Physics was my worst subject! That does make sense tho'. The mechanic hasn't seen the car yet. I got in the door and phoned him all panicky. He's a good guy.... deals exclusively with RX7's, Cosmos, and RX8's (and the odd RX2 that comes in). I've been going to him for years. I'm going to check the brake fluid tomorrow (that much I can do) then it goes into the shop on Monday. My heart has returned to its normal pace now :smile:


----------



## happydude (Oct 15, 2007)

Although it's not easily accessible in many vehicles, it's times like this when it's handy to know where your E-brake is and be able to yank on that sucker in an emergency. Glad to hear there was no serious harm done.


----------



## keeperofthegood (Apr 30, 2008)

Also, in the morning, roll your car a full length. Push it if need be. Look at the ground. A leak will be very easy to spot if it is a fresh one and if there is still fluid leaking. Though with brakes you can pump them dry pretty fast too @[email protected] done that a few times restoring my first van 1979 Ford E150!


----------



## Gilliangirl (Feb 26, 2006)

happydude said:


> Although it's not easily accessible in many vehicles, it's times like this when it's handy to know where your E-brake is and be able to yank on that sucker in an emergency. Glad to hear there was no serious harm done.


I don't know why I didn't think of that?? The ebrake is right beside the gearshifter :zzz:


----------



## Gilliangirl (Feb 26, 2006)

keeperofthegood said:


> Also, in the morning, roll your car a full length. Push it if need be. Look at the ground. A leak will be very easy to spot if it is a fresh one and if there is still fluid leaking. Though with brakes you can pump them dry pretty fast too @[email protected] done that a few times restoring my first van 1979 Ford E150!


That's a great idea. I'm on a hill so it'll be easy to let the car roll a bit (with wheels turned into the curb of course) and see if there's a leak.
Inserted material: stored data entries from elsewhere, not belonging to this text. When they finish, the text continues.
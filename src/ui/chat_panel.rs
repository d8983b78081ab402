use ratatui::{
    layout::Rect,
    style::{Modifier, Style},
    text::{Line, Span},
    widgets::{Block, Borders, Paragraph, Wrap},
    Frame,
};

use crate::app::App;
use crate::model::chat::{ChatMessage, ChatRole};
use crate::ui::theme::{body_color, link_color, role_color, source_color, ACCENT};

pub fn render(f: &mut Frame, area: Rect, app: &App) {
    let visible_height = area.height.saturating_sub(2) as usize;

    let mut all_lines: Vec<Line> = Vec::new();
    for msg in app.widget.messages() {
        push_message(&mut all_lines, msg);
    }

    // Loading indicator goes after the transcript, never in place of it
    if app.widget.is_waiting() {
        let dots = ".".repeat(app.spinner % 3 + 1);
        all_lines.push(Line::from(Span::styled(
            format!("  assistant is typing{dots}"),
            Style::default()
                .fg(ratatui::style::Color::DarkGray)
                .add_modifier(Modifier::ITALIC),
        )));
    }

    // Auto-scroll to bottom unless the user scrolled back. Offsets are in
    // wrapped rows, so long messages can't push the tail out of reach.
    let inner_width = area.width.saturating_sub(2);
    let total = Paragraph::new(all_lines.clone())
        .wrap(Wrap { trim: false })
        .line_count(inner_width);
    let max_back = total.saturating_sub(visible_height);
    let back = app.scroll_back.min(max_back);
    let offset = u16::try_from(max_back - back).unwrap_or(u16::MAX);

    let title = if back > 0 {
        format!(" Practice Assistant (↑{back}) ")
    } else {
        " Practice Assistant ".to_string()
    };

    let paragraph = Paragraph::new(all_lines)
        .block(
            Block::default()
                .borders(Borders::ALL)
                .border_style(Style::default().fg(ACCENT))
                .title(title),
        )
        .wrap(Wrap { trim: false })
        .scroll((offset, 0));

    f.render_widget(paragraph, area);
}

fn push_message(lines: &mut Vec<Line<'static>>, msg: &ChatMessage) {
    let mut header_spans = vec![Span::styled(
        format!("{} ", msg.timestamp),
        Style::default().fg(ratatui::style::Color::DarkGray),
    )];

    let name = match msg.role {
        ChatRole::User => "you",
        ChatRole::Assistant => "assistant",
    };
    header_spans.push(Span::styled(
        name,
        Style::default()
            .fg(role_color(msg.role))
            .add_modifier(Modifier::BOLD),
    ));

    if let Some(source) = msg.source {
        header_spans.push(Span::styled(
            format!(" [{source}]"),
            Style::default().fg(source_color(source)),
        ));
    }
    lines.push(Line::from(header_spans));

    for text_line in msg.content.lines() {
        lines.push(Line::from(Span::styled(
            format!("  {text_line}"),
            Style::default().fg(body_color(msg.role)),
        )));
    }

    for action in &msg.actions {
        let leaves_app = action.leaves_app();
        lines.push(Line::from(vec![
            Span::styled(
                format!("  {} {}", action.marker(), action.label),
                Style::default()
                    .fg(link_color(leaves_app))
                    .add_modifier(Modifier::UNDERLINED),
            ),
            Span::styled(
                format!(" {}", action.href),
                Style::default().fg(ratatui::style::Color::DarkGray),
            ),
        ]));
    }

    // Blank line between messages
    lines.push(Line::raw(""));
}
Thanks Keeper


----------



## allthumbs56 (Jul 24, 2006)

70% of your braking comes from the front.

For the past 30 or so years, all cars have had a "dual master cylinder" which means that the fluid system is split in two and, at the worst you should always have some braking power to two wheels (usually on a diagonal). 

The biggest problem is that we are physically and mentally conditioned to the braking characteristics of our cars and expect that with a certain pressure and travel of the pedal the car will stop within a certain distance. Typically in that moment of panic when it doesn't work we aren't prepared and don't press far or hard enough (the pedal will sink almost to the floor when half the system blows) or even think to reach for the emergency (which may very well be seized up from non-use) or even the horn for that matter. Similarly, if you have power brakes and the vacumm fails it can feel very much the same - the pedal will sink much closer to the floor and you will have to push really, really hard, and and as result may not react fast enough to a sudden emergency.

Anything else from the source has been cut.